• _ACTION ITEM_
Please set down the records below exactly as they appear.

• _Stored data entries_

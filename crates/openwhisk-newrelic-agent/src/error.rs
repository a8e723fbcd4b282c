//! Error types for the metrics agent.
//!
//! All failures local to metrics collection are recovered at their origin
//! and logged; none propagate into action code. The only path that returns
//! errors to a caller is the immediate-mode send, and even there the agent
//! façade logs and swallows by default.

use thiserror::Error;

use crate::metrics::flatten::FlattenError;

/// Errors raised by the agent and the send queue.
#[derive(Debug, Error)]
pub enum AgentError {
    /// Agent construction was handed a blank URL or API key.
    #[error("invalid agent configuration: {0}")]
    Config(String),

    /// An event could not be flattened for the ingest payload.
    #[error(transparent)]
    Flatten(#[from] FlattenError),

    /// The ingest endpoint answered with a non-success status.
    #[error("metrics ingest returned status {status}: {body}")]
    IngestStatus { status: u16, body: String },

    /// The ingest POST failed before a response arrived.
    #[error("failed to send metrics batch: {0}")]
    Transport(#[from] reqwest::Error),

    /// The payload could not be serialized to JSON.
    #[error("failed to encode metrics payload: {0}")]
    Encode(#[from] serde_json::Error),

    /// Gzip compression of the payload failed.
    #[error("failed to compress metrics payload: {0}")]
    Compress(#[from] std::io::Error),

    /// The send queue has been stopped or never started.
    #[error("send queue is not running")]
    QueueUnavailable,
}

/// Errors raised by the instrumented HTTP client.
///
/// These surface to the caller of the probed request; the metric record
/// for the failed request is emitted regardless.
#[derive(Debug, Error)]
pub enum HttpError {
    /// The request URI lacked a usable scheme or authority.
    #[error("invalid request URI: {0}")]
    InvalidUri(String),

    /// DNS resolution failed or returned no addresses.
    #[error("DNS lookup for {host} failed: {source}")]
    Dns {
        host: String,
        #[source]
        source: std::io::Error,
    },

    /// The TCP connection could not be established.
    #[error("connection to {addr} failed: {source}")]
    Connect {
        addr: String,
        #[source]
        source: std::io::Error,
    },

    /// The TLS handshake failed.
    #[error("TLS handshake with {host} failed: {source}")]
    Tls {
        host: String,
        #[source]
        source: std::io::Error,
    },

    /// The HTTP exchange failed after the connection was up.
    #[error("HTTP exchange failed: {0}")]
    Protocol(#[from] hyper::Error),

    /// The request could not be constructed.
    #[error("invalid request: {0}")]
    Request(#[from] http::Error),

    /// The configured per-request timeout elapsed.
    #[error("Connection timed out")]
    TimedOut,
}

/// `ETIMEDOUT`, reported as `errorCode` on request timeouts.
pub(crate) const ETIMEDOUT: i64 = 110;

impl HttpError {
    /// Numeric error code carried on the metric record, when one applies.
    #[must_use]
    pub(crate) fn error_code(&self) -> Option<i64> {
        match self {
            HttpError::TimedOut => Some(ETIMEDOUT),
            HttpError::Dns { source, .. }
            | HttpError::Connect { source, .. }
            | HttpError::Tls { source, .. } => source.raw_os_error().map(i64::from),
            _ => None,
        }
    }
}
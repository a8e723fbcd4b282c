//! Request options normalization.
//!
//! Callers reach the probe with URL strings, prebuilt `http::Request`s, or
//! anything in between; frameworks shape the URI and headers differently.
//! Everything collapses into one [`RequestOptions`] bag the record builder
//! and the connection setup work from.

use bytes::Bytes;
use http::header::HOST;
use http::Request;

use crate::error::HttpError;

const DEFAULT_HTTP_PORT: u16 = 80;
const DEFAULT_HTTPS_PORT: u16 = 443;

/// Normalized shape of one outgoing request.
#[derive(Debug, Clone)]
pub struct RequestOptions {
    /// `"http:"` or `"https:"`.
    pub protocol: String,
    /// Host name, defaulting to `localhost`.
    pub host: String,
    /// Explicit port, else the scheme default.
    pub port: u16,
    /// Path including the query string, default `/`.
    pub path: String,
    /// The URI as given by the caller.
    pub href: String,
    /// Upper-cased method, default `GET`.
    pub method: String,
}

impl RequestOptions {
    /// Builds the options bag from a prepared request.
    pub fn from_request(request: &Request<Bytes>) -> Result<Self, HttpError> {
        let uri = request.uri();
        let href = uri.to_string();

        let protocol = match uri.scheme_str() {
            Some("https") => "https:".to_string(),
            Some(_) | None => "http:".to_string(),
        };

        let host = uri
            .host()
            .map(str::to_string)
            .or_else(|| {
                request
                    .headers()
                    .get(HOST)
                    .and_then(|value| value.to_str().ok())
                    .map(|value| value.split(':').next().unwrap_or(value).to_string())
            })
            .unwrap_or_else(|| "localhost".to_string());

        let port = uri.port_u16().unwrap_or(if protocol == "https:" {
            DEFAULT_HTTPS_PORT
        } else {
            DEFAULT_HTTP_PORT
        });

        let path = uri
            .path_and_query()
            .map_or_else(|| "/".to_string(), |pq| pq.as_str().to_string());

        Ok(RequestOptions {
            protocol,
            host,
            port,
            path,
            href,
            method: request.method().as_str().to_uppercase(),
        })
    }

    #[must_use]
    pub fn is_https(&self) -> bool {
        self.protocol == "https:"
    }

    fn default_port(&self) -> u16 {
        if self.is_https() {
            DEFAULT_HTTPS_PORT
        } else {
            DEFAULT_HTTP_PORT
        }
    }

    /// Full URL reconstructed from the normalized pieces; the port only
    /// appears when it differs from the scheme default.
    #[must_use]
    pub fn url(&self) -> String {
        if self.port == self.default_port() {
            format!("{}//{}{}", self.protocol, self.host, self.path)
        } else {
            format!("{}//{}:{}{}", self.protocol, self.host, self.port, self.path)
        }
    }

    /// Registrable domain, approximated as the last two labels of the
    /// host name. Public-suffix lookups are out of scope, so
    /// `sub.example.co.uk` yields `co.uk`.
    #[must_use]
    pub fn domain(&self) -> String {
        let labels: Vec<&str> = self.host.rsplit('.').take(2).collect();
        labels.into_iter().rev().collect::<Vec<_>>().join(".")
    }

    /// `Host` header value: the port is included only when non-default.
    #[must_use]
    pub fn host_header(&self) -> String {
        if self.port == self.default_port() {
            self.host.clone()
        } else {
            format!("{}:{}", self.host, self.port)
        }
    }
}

• _RESPONSE BELOW_
filename crates/openwhisk-newrelic-agent/src/error.rs
repository a8e723fbcd4b282c
//! Error types for the metrics agent.
//!
//! All failures local to metrics collection are recovered at their origin
//! and logged; none propagate into action code. The only path that returns
//! errors to a caller is the immediate-mode send, and even there the agent
//! façade logs and swallows by default.

use thiserror::Error;

use crate::metrics::flatten::FlattenError;

/// Errors raised by the agent and the send queue.
#[derive(Debug, Error)]
pub enum AgentError {
    /// Agent construction was handed a blank URL or API key.
    #[error("invalid agent configuration: {0}")]
    Config(String),

    /// An event could not be flattened for the ingest payload.
    #[error(transparent)]
    Flatten(#[from] FlattenError),

    /// The ingest endpoint answered with a non-success status.
    #[error("metrics ingest returned status {status}: {body}")]
    IngestStatus { status: u16, body: String },

    /// The ingest POST failed before a response arrived.
    #[error("failed to send metrics batch: {0}")]
    Transport(#[from] reqwest::Error),

    /// The payload could not be serialized to JSON.
    #[error("failed to encode metrics payload: {0}")]
    Encode(#[from] serde_json::Error),

    /// Gzip compression of the payload failed.
    #[error("failed to compress metrics payload: {0}")]
    Compress(#[from] std::io::Error),

    /// The send queue has been stopped or never started.
    #[error("send queue is not running")]
    QueueUnavailable,
}

/// Errors raised by the instrumented HTTP client.
///
/// These surface to the caller of the probed request; the metric record
/// for the failed request is emitted regardless.
#[derive(Debug, Error)]
pub enum HttpError {
    /// The request URI lacked a usable scheme or authority.
    #[error("invalid request URI: {0}")]
    InvalidUri(String),

    /// DNS resolution failed or returned no addresses.
    #[error("DNS lookup for {host} failed: {source}")]
    Dns {
        host: String,
        #[source]
        source: std::io::Error,
    },

    /// The TCP connection could not be established.
    #[error("connection to {addr} failed: {source}")]
    Connect {
        addr: String,
        #[source]
        source: std::io::Error,
    },

    /// The TLS handshake failed.
    #[error("TLS handshake with {host} failed: {source}")]
    Tls {
        host: String,
        #[source]
        source: std::io::Error,
    },

    /// The HTTP exchange failed after the connection was up.
    #[error("HTTP exchange failed: {0}")]
    Protocol(#[from] hyper::Error),

    /// The request could not be constructed.
    #[error("invalid request: {0}")]
    Request(#[from] http::Error),

    /// The configured per-request timeout elapsed.
    #[error("Connection timed out")]
    TimedOut,
}

/// `ETIMEDOUT`, reported as `errorCode` on request timeouts.
pub(crate) const ETIMEDOUT: i64 = 110;

impl HttpError {
    /// Numeric error code carried on the metric record, when one applies.
    #[must_use]
    pub(crate) fn error_code(&self) -> Option<i64> {
        match self {
            HttpError::TimedOut => Some(ETIMEDOUT),
            HttpError::Dns { source, .. }
            | HttpError::Connect { source, .. }
            | HttpError::Tls { source, .. } => source.raw_os_error().map(i64::from),
            _ => None,
        }
    }
}
repository a8e723fbcd4b282c
//! Request options normalization.
//!
//! Callers reach the probe with URL strings, prebuilt `http::Request`s, or
//! anything in between; frameworks shape the URI and headers differently.
//! Everything collapses into one [`RequestOptions`] bag the record builder
//! and the connection setup work from.

use bytes::Bytes;
use http::header::HOST;
use http::Request;

use crate::error::HttpError;

const DEFAULT_HTTP_PORT: u16 = 80;
const DEFAULT_HTTPS_PORT: u16 = 443;

/// Normalized shape of one outgoing request.
#[derive(Debug, Clone)]
pub struct RequestOptions {
    /// `"http:"` or `"https:"`.
    pub protocol: String,
    /// Host name, defaulting to `localhost`.
    pub host: String,
    /// Explicit port, else the scheme default.
    pub port: u16,
    /// Path including the query string, default `/`.
    pub path: String,
    /// The URI as given by the caller.
    pub href: String,
    /// Upper-cased method, default `GET`.
    pub method: String,
}

impl RequestOptions {
    /// Builds the options bag from a prepared request.
    pub fn from_request(request: &Request<Bytes>) -> Result<Self, HttpError> {
        let uri = request.uri();
        let href = uri.to_string();

        let protocol = match uri.scheme_str() {
            Some("https") => "https:".to_string(),
            Some(_) | None => "http:".to_string(),
        };

        let host = uri
            .host()
            .map(str::to_string)
            .or_else(|| {
                request
                    .headers()
                    .get(HOST)
                    .and_then(|value| value.to_str().ok())
                    .map(|value| value.split(':').next().unwrap_or(value).to_string())
            })
            .unwrap_or_else(|| "localhost".to_string());

        let port = uri.port_u16().unwrap_or(if protocol == "https:" {
            DEFAULT_HTTPS_PORT
        } else {
            DEFAULT_HTTP_PORT
        });

        let path = uri
            .path_and_query()
            .map_or_else(|| "/".to_string(), |pq| pq.as_str().to_string());

        Ok(RequestOptions {
            protocol,
            host,
            port,
            path,
            href,
            method: request.method().as_str().to_uppercase(),
        })
    }

    #[must_use]
    pub fn is_https(&self) -> bool {
        self.protocol == "https:"
    }

    fn default_port(&self) -> u16 {
        if self.is_https() {
            DEFAULT_HTTPS_PORT
        } else {
            DEFAULT_HTTP_PORT
        }
    }

    /// Full URL reconstructed from the normalized pieces; the port only
    /// appears when it differs from the scheme default.
    #[must_use]
    pub fn url(&self) -> String {
        if self.port == self.default_port() {
            format!("{}//{}{}", self.protocol, self.host, self.path)
        } else {
            format!("{}//{}:{}{}", self.protocol, self.host, self.port, self.path)
        }
    }

    /// Registrable domain, approximated as the last two labels of the
    /// host name. Public-suffix lookups are out of scope, so
    /// `sub.example.co.uk` yields `co.uk`.
    #[must_use]
    pub fn domain(&self) -> String {
        let labels: Vec<&str> = self.host.rsplit('.').take(2).collect();
        labels.into_iter().rev().collect::<Vec<_>>().join(".")
    }

    /// `Host` header value: the port is included only when non-default.
    #[must_use]
    pub fn host_header(&self) -> String {
        if self.port == self.default_port() {
            self.host.clone()
        } else {
            format!("{}:{}", self.host, self.port)
        }
    }
}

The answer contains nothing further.